- DIRECTIONS: Reading down the listing below, count the lines where the word "listeners" shows up, then give only that count.
*** EXERCISE DATA Section Begins ***
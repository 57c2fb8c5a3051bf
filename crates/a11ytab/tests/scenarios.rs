//! End-to-end tab group behavior driven through a `Page`.

use a11ytab::{Config, Host, Key, Modifiers, NodeId, Page, TabError};
use a11ytab::CoreError;
use pretty_assertions::assert_eq;

const GROUP: &str = r##"<div class="tabs" id="root"><ul class="a11ytb-list"><li class="a11ytb-listitem"><a class="a11ytb-button" href="#p1" id="t1">One</a></li><li class="a11ytb-listitem"><a class="a11ytb-button" href="#p2" id="t2">Two</a></li><li class="a11ytb-listitem"><a class="a11ytb-button" href="#p3" id="t3">Three</a></li></ul><div id="p1">1</div><div id="p2">2</div><div id="p3">3</div></div>"##;

fn by_id(page: &Page, id: &str) -> NodeId {
    page.document().element_by_id(id).expect("element exists")
}

fn attr(page: &Page, id: &str, name: &str) -> Option<String> {
    page.document().attribute(by_id(page, id), name)
}

fn tabindexes(page: &Page) -> Vec<Option<String>> {
    ["t1", "t2", "t3"]
        .iter()
        .map(|id| attr(page, id, "tabindex"))
        .collect()
}

fn page_with_group(config: &Config) -> (Page, a11ytab::GroupId) {
    let mut page = Page::from_html(GROUP);
    let root = by_id(&page, "root");
    let id = page.attach(root, config).expect("attach");
    (page, id)
}

#[test]
fn roving_tabindex_follows_arrow_keys() {
    let (mut page, id) = page_with_group(&Config::default());
    page.initialize(id, None).unwrap();

    let zero = Some("0".to_string());
    let minus = Some("-1".to_string());
    assert_eq!(tabindexes(&page), vec![zero.clone(), minus.clone(), minus.clone()]);
    assert_eq!(attr(&page, "p1", "aria-hidden").as_deref(), Some("false"));
    assert_eq!(attr(&page, "p2", "aria-hidden").as_deref(), Some("true"));

    let t1 = by_id(&page, "t1");
    assert!(page.key_down(t1, Key::ArrowRight, Modifiers::NONE).unwrap());
    assert_eq!(tabindexes(&page), vec![minus.clone(), zero.clone(), minus.clone()]);
    assert_eq!(page.document().focused(), Some(by_id(&page, "t2")));

    // Down behaves like Right, and Left from the first trigger wraps
    let t2 = by_id(&page, "t2");
    page.key_down(t2, Key::ArrowDown, Modifiers::NONE).unwrap();
    let t3 = by_id(&page, "t3");
    page.key_down(t3, Key::ArrowDown, Modifiers::NONE).unwrap();
    assert_eq!(tabindexes(&page), vec![zero.clone(), minus.clone(), minus.clone()]);

    page.key_down(t1, Key::ArrowUp, Modifiers::NONE).unwrap();
    assert_eq!(tabindexes(&page), vec![minus.clone(), minus, zero]);
    assert_eq!(page.group(id).unwrap().selected(), Some(2));
}

#[test]
fn modified_and_unrelated_keys_pass_through() {
    let (mut page, id) = page_with_group(&Config::default());
    page.initialize(id, None).unwrap();
    let t1 = by_id(&page, "t1");

    let alt = Modifiers {
        alt: true,
        ..Modifiers::NONE
    };
    assert!(!page.key_down(t1, Key::ArrowRight, alt).unwrap());
    assert!(!page.key_down(t1, Key::from("Enter"), Modifiers::NONE).unwrap());
    assert_eq!(page.group(id).unwrap().selected(), Some(0));
}

#[test]
fn unresolvable_target_leaves_document_untouched() {
    let markup = GROUP.replace(r#"<div id="p2">2</div>"#, "");
    let mut page = Page::from_html(&markup);
    let root = by_id(&page, "root");
    let before = page.document().outer_html(root).unwrap();

    let id = page.attach(root, &Config::default()).unwrap();
    let err = page.initialize(id, None).unwrap_err();

    assert!(matches!(
        err,
        CoreError::Tab(TabError::Resolution { ref target, .. }) if target == "#p2"
    ));
    assert_eq!(page.document().outer_html(root).unwrap(), before);
    assert_eq!(page.document().listener_count(), 0);
}

#[test]
fn location_hash_picks_initial_tab() {
    let document = a11ytab::Document::parse_html(GROUP)
        .with_location("https://example.test/page#p2")
        .unwrap();
    let mut page = Page::new(document);
    let root = by_id(&page, "root");
    let config = Config {
        hash_navigation: true,
        ..Config::default()
    };
    let id = page.attach(root, &config).unwrap();
    page.initialize(id, None).unwrap();

    assert_eq!(page.group(id).unwrap().selected(), Some(1));
    assert_eq!(attr(&page, "t2", "aria-selected").as_deref(), Some("true"));
    assert_eq!(attr(&page, "p2", "aria-hidden").as_deref(), Some("false"));

    let t3 = by_id(&page, "t3");
    page.click(t3).unwrap();
    assert_eq!(page.document().location_hash().as_deref(), Some("#p3"));

    // Back navigation
    page.set_location_hash("#p1").unwrap();
    assert_eq!(page.group(id).unwrap().selected(), Some(0));
}

#[test]
fn destroy_restores_markup() {
    let config = Config {
        tab_selected_class: Some("is-active".into()),
        panel_unselected_class: Some("is-hidden".into()),
        dispatch_events: true,
        ..Config::default()
    };
    let (mut page, id) = page_with_group(&config);
    let root = by_id(&page, "root");
    let before = page.document().outer_html(root).unwrap();

    page.initialize(id, None).unwrap();
    let t2 = by_id(&page, "t2");
    page.click(t2).unwrap();
    assert_ne!(page.document().outer_html(root).unwrap(), before);

    page.destroy_all();

    assert_eq!(page.document().outer_html(root).unwrap(), before);
    assert_eq!(page.document().listener_count(), 0);
    assert!(!page.click(t2).unwrap());
}

#[test]
fn initialize_twice_changes_nothing() {
    let (mut page, id) = page_with_group(&Config::default());
    page.initialize(id, None).unwrap();
    let root = by_id(&page, "root");
    let once = page.document().outer_html(root).unwrap();
    let listeners = page.document().listener_count();

    page.initialize(id, None).unwrap();

    assert_eq!(page.document().outer_html(root).unwrap(), once);
    assert_eq!(page.document().listener_count(), listeners);
}

#[test]
fn custom_events_fire_on_user_selection_only() {
    let config = Config {
        dispatch_events: true,
        ..Config::default()
    };
    let (mut page, id) = page_with_group(&config);
    page.initialize(id, None).unwrap();
    assert!(page.document().dispatched_events().is_empty());

    let t1 = by_id(&page, "t1");
    page.key_down(t1, Key::ArrowRight, Modifiers::NONE).unwrap();

    let names: Vec<String> = page
        .document()
        .dispatched_events()
        .into_iter()
        .map(|e| e.name)
        .collect();
    assert_eq!(names, vec!["a11ytab:beforeBlur", "a11ytab:afterFocus"]);
}

#[test]
fn non_ascii_panel_ids_follow_location() {
    let markup = r##"<div id="root"><a class="a11ytb-button" href="#intro" id="a">Intro</a><a class="a11ytb-button" href="#résumé" id="b">Résumé</a><div id="intro">i</div><div id="résumé">r</div></div>"##;
    let mut page = Page::from_html(markup);
    let root = by_id(&page, "root");
    let config = Config {
        hash_navigation: true,
        ..Config::default()
    };
    let id = page.attach(root, &config).unwrap();
    page.initialize(id, None).unwrap();

    assert_eq!(page.set_location_hash("#résumé").unwrap(), vec![id]);
    assert_eq!(page.group(id).unwrap().selected(), Some(1));
    assert_eq!(page.document().location_hash().as_deref(), Some("#résumé"));

    // Selecting writes the hash back in a form that matches again
    let a = by_id(&page, "a");
    page.click(a).unwrap();
    let b = by_id(&page, "b");
    page.click(b).unwrap();
    assert_eq!(page.set_location_hash("#résumé").unwrap(), Vec::new());
    assert_eq!(page.group(id).unwrap().selected(), Some(1));
}

#[test]
fn triggers_found_through_combinators() {
    let config = Config {
        trigger_selector: ".a11ytb-list li > a".to_string(),
        ..Config::default()
    };
    let (mut page, id) = page_with_group(&config);
    page.initialize(id, None).unwrap();

    assert_eq!(page.group(id).unwrap().triggers().len(), 3);
    let t1 = by_id(&page, "t1");
    page.key_down(t1, Key::ArrowLeft, Modifiers::NONE).unwrap();
    assert_eq!(attr(&page, "t3", "aria-selected").as_deref(), Some("true"));
}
*** EXERCISE DATA Section Ends ***
- YOUR SOLUTION: 2